For the string "format", report how many lines in the records below contain it, and nothing more.

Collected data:

• • • • • • •

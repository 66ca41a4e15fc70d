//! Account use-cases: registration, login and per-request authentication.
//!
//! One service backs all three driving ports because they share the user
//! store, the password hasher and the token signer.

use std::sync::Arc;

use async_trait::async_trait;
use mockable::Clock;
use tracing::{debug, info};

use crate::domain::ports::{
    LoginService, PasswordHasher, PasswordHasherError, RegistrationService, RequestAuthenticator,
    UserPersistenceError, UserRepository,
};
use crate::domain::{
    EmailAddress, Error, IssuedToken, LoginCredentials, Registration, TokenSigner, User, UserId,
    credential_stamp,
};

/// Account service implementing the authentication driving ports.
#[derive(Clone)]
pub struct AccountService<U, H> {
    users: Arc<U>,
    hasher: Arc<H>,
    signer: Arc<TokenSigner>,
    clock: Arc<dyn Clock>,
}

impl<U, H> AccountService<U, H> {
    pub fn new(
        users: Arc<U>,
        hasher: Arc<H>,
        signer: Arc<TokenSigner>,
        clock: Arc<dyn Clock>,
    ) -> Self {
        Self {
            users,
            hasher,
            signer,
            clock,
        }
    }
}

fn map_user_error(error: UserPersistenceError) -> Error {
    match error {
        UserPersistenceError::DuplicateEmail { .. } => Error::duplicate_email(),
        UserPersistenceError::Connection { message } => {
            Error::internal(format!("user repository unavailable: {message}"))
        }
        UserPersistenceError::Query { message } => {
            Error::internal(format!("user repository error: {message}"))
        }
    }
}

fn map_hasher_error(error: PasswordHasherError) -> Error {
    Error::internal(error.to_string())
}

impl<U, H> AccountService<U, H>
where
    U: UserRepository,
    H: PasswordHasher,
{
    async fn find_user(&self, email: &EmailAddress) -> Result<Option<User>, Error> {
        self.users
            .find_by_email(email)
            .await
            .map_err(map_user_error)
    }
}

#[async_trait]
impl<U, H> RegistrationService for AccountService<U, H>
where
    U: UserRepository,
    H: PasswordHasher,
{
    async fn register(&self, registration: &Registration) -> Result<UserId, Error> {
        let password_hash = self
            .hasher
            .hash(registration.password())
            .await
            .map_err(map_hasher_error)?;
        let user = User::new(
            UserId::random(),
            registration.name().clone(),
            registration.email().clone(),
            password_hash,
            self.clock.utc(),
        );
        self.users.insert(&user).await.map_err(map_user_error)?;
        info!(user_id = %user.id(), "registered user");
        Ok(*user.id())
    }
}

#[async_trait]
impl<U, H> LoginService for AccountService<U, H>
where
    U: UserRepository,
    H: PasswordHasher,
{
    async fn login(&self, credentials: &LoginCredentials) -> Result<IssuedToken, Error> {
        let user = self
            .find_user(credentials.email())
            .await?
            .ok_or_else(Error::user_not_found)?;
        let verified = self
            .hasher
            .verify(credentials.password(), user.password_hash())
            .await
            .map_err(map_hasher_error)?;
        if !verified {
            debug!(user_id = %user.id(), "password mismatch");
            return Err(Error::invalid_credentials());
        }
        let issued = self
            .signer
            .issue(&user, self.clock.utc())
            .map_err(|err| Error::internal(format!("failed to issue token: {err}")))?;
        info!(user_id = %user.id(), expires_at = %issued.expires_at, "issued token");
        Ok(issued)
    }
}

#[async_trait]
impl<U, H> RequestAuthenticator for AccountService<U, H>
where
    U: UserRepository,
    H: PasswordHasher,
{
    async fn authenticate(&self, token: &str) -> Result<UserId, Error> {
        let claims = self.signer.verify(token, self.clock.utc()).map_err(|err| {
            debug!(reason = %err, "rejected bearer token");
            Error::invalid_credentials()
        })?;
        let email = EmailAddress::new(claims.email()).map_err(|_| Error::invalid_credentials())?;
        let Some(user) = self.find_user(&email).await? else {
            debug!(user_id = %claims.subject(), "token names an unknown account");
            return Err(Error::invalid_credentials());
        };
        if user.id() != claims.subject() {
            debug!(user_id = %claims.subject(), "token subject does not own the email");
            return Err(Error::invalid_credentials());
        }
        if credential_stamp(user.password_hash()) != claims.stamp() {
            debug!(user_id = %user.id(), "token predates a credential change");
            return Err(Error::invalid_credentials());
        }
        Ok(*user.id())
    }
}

• • • • • • •

§ WRITTEN REPLY: 3